Sehingga ketika dia mengenal gadis bernama Jenny, dia mulai bimbang untuk
membuka hati atau melewatkannya saja. Aldo masih belum bisa melupakan masa lalu
beserta kehilangan demi kehilangan yang dirasakannya. Itulah mengapa ia sulit
untuk memulai suatu hubungan yang serius. Begitu pula dengan Jenny yang
memiliki pandangan berbeda dengan gadis pada umumnya mengenai suatu hubungan.

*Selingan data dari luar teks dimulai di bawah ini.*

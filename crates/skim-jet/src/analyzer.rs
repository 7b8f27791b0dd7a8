//! The per-event jet pipeline.

use std::sync::Arc;

use skim_calib::{
    resolve_descriptor, BTagProvider, CalibrationLoader, EnergyCorrector, EraCalibration, Flavor,
    ResolutionSmearer, Systematic, WorkingPoint, WorkingPointCuts,
};
use skim_core::errors::SkimError;
use skim_core::{JetKind, LorentzVector, RngHandle};
use skim_cutflow::CutflowEvaluator;
use skim_source::{four_vector, index_field, Collection, DataSource, EventScalar, Field};
use skim_truth::{classify_origin, OriginLabel, TruthForest};
use tracing::{debug, info};

use crate::config::JetAnalyzerConfig;
use crate::output::{
    BTagScaleFactors, ConstituentOutput, FatJetOutput, JetEventOutput, JetOutput, VertexOutput,
};

/// Simulation-only state: smearing, truth and b-tag scale factors.
struct SimulationTools {
    smearer: ResolutionSmearer,
    btag: BTagProvider,
}

/// Per-event inputs shared by the fat-jet and jet loops.
struct EventInputs {
    rho: f64,
    forest: Option<TruthForest>,
    gen_jets: Vec<LorentzVector>,
    gen_fat_jets: Vec<LorentzVector>,
}

/// Calibrates, selects and labels jets and fat jets.
pub struct JetAnalyzer {
    config: JetAnalyzerConfig,
    corrector: EnergyCorrector,
    btag_cuts: WorkingPointCuts,
    simulation: Option<SimulationTools>,
}

fn gen_vectors(source: &dyn DataSource, collection: Collection) -> Vec<LorentzVector> {
    (0..source.size(collection))
        .map(|index| four_vector(source, collection, index))
        .collect()
}

impl JetAnalyzer {
    /// Loads every provider the job needs. Missing calibrations fail here,
    /// before the first event.
    pub fn new(
        config: JetAnalyzerConfig,
        era: &EraCalibration,
        is_data: bool,
        systematic: &Systematic,
        loader: Arc<dyn CalibrationLoader>,
    ) -> Result<Self, SkimError> {
        config.validate()?;
        let corrector = EnergyCorrector::new(era, is_data, systematic, loader.clone())?;
        let simulation = if is_data {
            None
        } else {
            let calibration = loader.btag(&resolve_descriptor(&era.btag_jet, None, JetKind::Ak4)?)?;
            Some(SimulationTools {
                smearer: ResolutionSmearer::new(era, systematic, loader.as_ref())?,
                btag: BTagProvider::new(calibration, era.btag_cuts, Flavor::B, systematic.is_nominal())?,
            })
        };
        info!(is_data, %systematic, "jet analyzer ready");
        Ok(Self {
            config,
            corrector,
            btag_cuts: era.btag_cuts,
            simulation,
        })
    }

    /// Cutflow weight of the event: the generator weight for simulation, 1
    /// for data.
    pub fn event_weight(&self, source: &dyn DataSource) -> f64 {
        match self.simulation {
            Some(_) => source.scalar(EventScalar::GenWeight),
            None => 1.0,
        }
    }

    /// Processes one event.
    ///
    /// Returns `None` when the early jet-count check already rejected every
    /// channel; the event is then not processed further.
    pub fn analyze(
        &mut self,
        source: &dyn DataSource,
        cutflow: &mut CutflowEvaluator,
        rng: &mut RngHandle,
    ) -> Result<Option<JetEventOutput>, SkimError> {
        if let Some(simulation) = &mut self.simulation {
            simulation.smearer.reset();
        }
        cutflow.early_jet_check(source.size(Collection::Jet));
        if cutflow.all_rejected() {
            debug!(run = source.run_number(), "every channel rejected before calibration");
            return Ok(None);
        }
        self.corrector.ensure_loaded(source.run_number())?;

        let inputs = EventInputs {
            rho: source.scalar(EventScalar::Rho),
            forest: self
                .simulation
                .as_ref()
                .map(|_| TruthForest::from_source(source)),
            gen_jets: gen_vectors(source, Collection::GenJet),
            gen_fat_jets: gen_vectors(source, Collection::GenFatJet),
        };
        let mut output = JetEventOutput {
            run: source.run_number(),
            ..JetEventOutput::default()
        };
        self.fat_jets(source, &inputs, &mut output, rng)?;
        self.jets(source, &inputs, &mut output, rng)?;
        cutflow.final_jet_check(output.jets.len(), output.subjets, output.fat_jets.len());
        Ok(Some(output))
    }

    /// Corrected and, for simulation, smeared four-momentum. The truth label
    /// must be read before the next call, which replaces the cached match.
    fn calibrate(
        &mut self,
        source: &dyn DataSource,
        inputs: &EventInputs,
        kind: JetKind,
        index: usize,
        rng: &mut RngHandle,
    ) -> Result<(LorentzVector, LorentzVector), SkimError> {
        let (collection, gen_jets) = match kind {
            JetKind::Ak4 => (Collection::Jet, &inputs.gen_jets),
            JetKind::Ak8 => (Collection::FatJet, &inputs.gen_fat_jets),
        };
        let raw = four_vector(source, collection, index);
        let area = source.value(collection, Field::Area, index);
        let corrected = raw * self.corrector.correct(&raw, inputs.rho, area, kind)?;
        let calibrated = match &mut self.simulation {
            Some(simulation) => {
                let factor = simulation.smearer.smear(
                    &corrected,
                    inputs.rho,
                    kind.cone_size(),
                    kind,
                    gen_jets,
                    rng,
                );
                corrected * factor
            }
            None => corrected,
        };
        Ok((raw, calibrated))
    }

    fn origin(&self, inputs: &EventInputs, kind: JetKind, target: i32) -> Option<OriginLabel> {
        let simulation = self.simulation.as_ref()?;
        let forest = inputs.forest.as_ref()?;
        Some(classify_origin(
            forest,
            simulation.smearer.matched_gen_jet(kind),
            target,
            kind,
        ))
    }

    fn fat_jets(
        &mut self,
        source: &dyn DataSource,
        inputs: &EventInputs,
        output: &mut JetEventOutput,
        rng: &mut RngHandle,
    ) -> Result<(), SkimError> {
        let count = source.size(Collection::FatJet);
        let mut constituents_of: Vec<Vec<usize>> = vec![Vec::new(); count];
        for constituent in 0..source.size(Collection::JetConstituent) {
            if let Some(owner) =
                index_field(source, Collection::JetConstituent, Field::FatJetIndex, constituent)
            {
                if let Some(list) = constituents_of.get_mut(owner) {
                    list.push(constituent);
                }
            }
        }

        for index in 0..count {
            let (_, p4) = self.calibrate(source, inputs, JetKind::Ak8, index, rng)?;
            if !(p4.pt() > self.config.fat_jet_pt_min
                && p4.mass() > self.config.fat_jet_mass_min
                && p4.eta().abs() < self.config.fat_jet_eta_max)
            {
                continue;
            }
            let origin = self.origin(inputs, JetKind::Ak8, self.config.fat_jet_truth_target);
            let value = |field| source.value(Collection::FatJet, field, index);
            let (hbb, top) = (value(Field::HbbScore), value(Field::TopScore));
            let out_index = output.fat_jets.len();

            output.constituents.extend(constituents_of[index].iter().map(|&constituent| {
                let read = |field| source.value(Collection::JetConstituent, field, constituent);
                ConstituentOutput {
                    p4: four_vector(source, Collection::JetConstituent, constituent),
                    vertex: [read(Field::Vx), read(Field::Vy), read(Field::Vz)],
                    charge: read(Field::Charge),
                    fat_jet_index: out_index,
                }
            }));
            for vertex in 0..source.size(Collection::SecondaryVertex) {
                let sv = four_vector(source, Collection::SecondaryVertex, vertex);
                if sv.delta_r(&p4) < self.config.vertex_radius {
                    let read = |field| source.value(Collection::SecondaryVertex, field, vertex);
                    output.vertices.push(VertexOutput {
                        p4: sv,
                        position: [read(Field::Vx), read(Field::Vy), read(Field::Vz)],
                        fat_jet_index: out_index,
                    });
                }
            }
            output.fat_jets.push(FatJetOutput {
                p4,
                njettiness: [value(Field::Tau1), value(Field::Tau2), value(Field::Tau3)],
                top_vs_higgs: if hbb + top != 0.0 { hbb / (hbb + top) } else { 0.0 },
                qcd_vs_higgs: value(Field::HbbVsQcd),
                origin,
            });
        }
        Ok(())
    }

    fn jets(
        &mut self,
        source: &dyn DataSource,
        inputs: &EventInputs,
        output: &mut JetEventOutput,
        rng: &mut RngHandle,
    ) -> Result<(), SkimError> {
        let met_pt = source.scalar(EventScalar::MetPt);
        let met_phi = source.scalar(EventScalar::MetPhi);
        let (mut met_px, mut met_py) = (met_pt * met_phi.cos(), met_pt * met_phi.sin());

        for index in 0..source.size(Collection::Jet) {
            let (raw, p4) = self.calibrate(source, inputs, JetKind::Ak4, index, rng)?;
            met_px += raw.px() - p4.px();
            met_py += raw.py() - p4.py();
            if !(p4.pt() > self.config.jet_pt_min && p4.eta().abs() < self.config.jet_eta_max) {
                continue;
            }

            let discriminant = source.value(Collection::Jet, Field::BTagDiscriminant, index);
            let btag_sf = self.simulation.as_ref().map(|simulation| {
                let sf = |wp| simulation.btag.scale_factors(wp, p4.eta().abs(), p4.pt());
                BTagScaleFactors {
                    loose: sf(WorkingPoint::Loose),
                    medium: sf(WorkingPoint::Medium),
                    tight: sf(WorkingPoint::Tight),
                }
            });
            let origin = self.origin(inputs, JetKind::Ak4, self.config.jet_truth_target);
            let fat_jet_index = output
                .fat_jets
                .iter()
                .position(|fat| p4.delta_r(&fat.p4) < self.config.association_radius);
            if fat_jet_index.is_some() {
                output.subjets += 1;
            }
            output.ht += p4.pt();
            output.jets.push(JetOutput {
                p4,
                is_loose_b: self.btag_cuts.passes(WorkingPoint::Loose, discriminant),
                is_medium_b: self.btag_cuts.passes(WorkingPoint::Medium, discriminant),
                is_tight_b: self.btag_cuts.passes(WorkingPoint::Tight, discriminant),
                btag_sf,
                origin,
                fat_jet_index: fat_jet_index.map_or(-1, |position| position as i32),
            });
        }
        output.met_px = met_px;
        output.met_py = met_py;
        Ok(())
    }
}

Jenny ragu pada ikatan pernikahan. Menurutnya, pernikahan justru mengikat
seseorang dari usahanya dalam meraih mimpi. Pernikahan akan membatasinya dan
mengurungnya dengan segala kewajiban yang harus dijalankan sebagai seorang
istri, dan dia tidak mau itu.
Elegi Rinaldo akan membawa kalian pada
banyak kebimbangan. Kemudian, menemukan bahwa sebenarnya keyakinan itu dapat
berubah seiring dengan kejadian demi kejadian yang dialami oleh orang tersebut.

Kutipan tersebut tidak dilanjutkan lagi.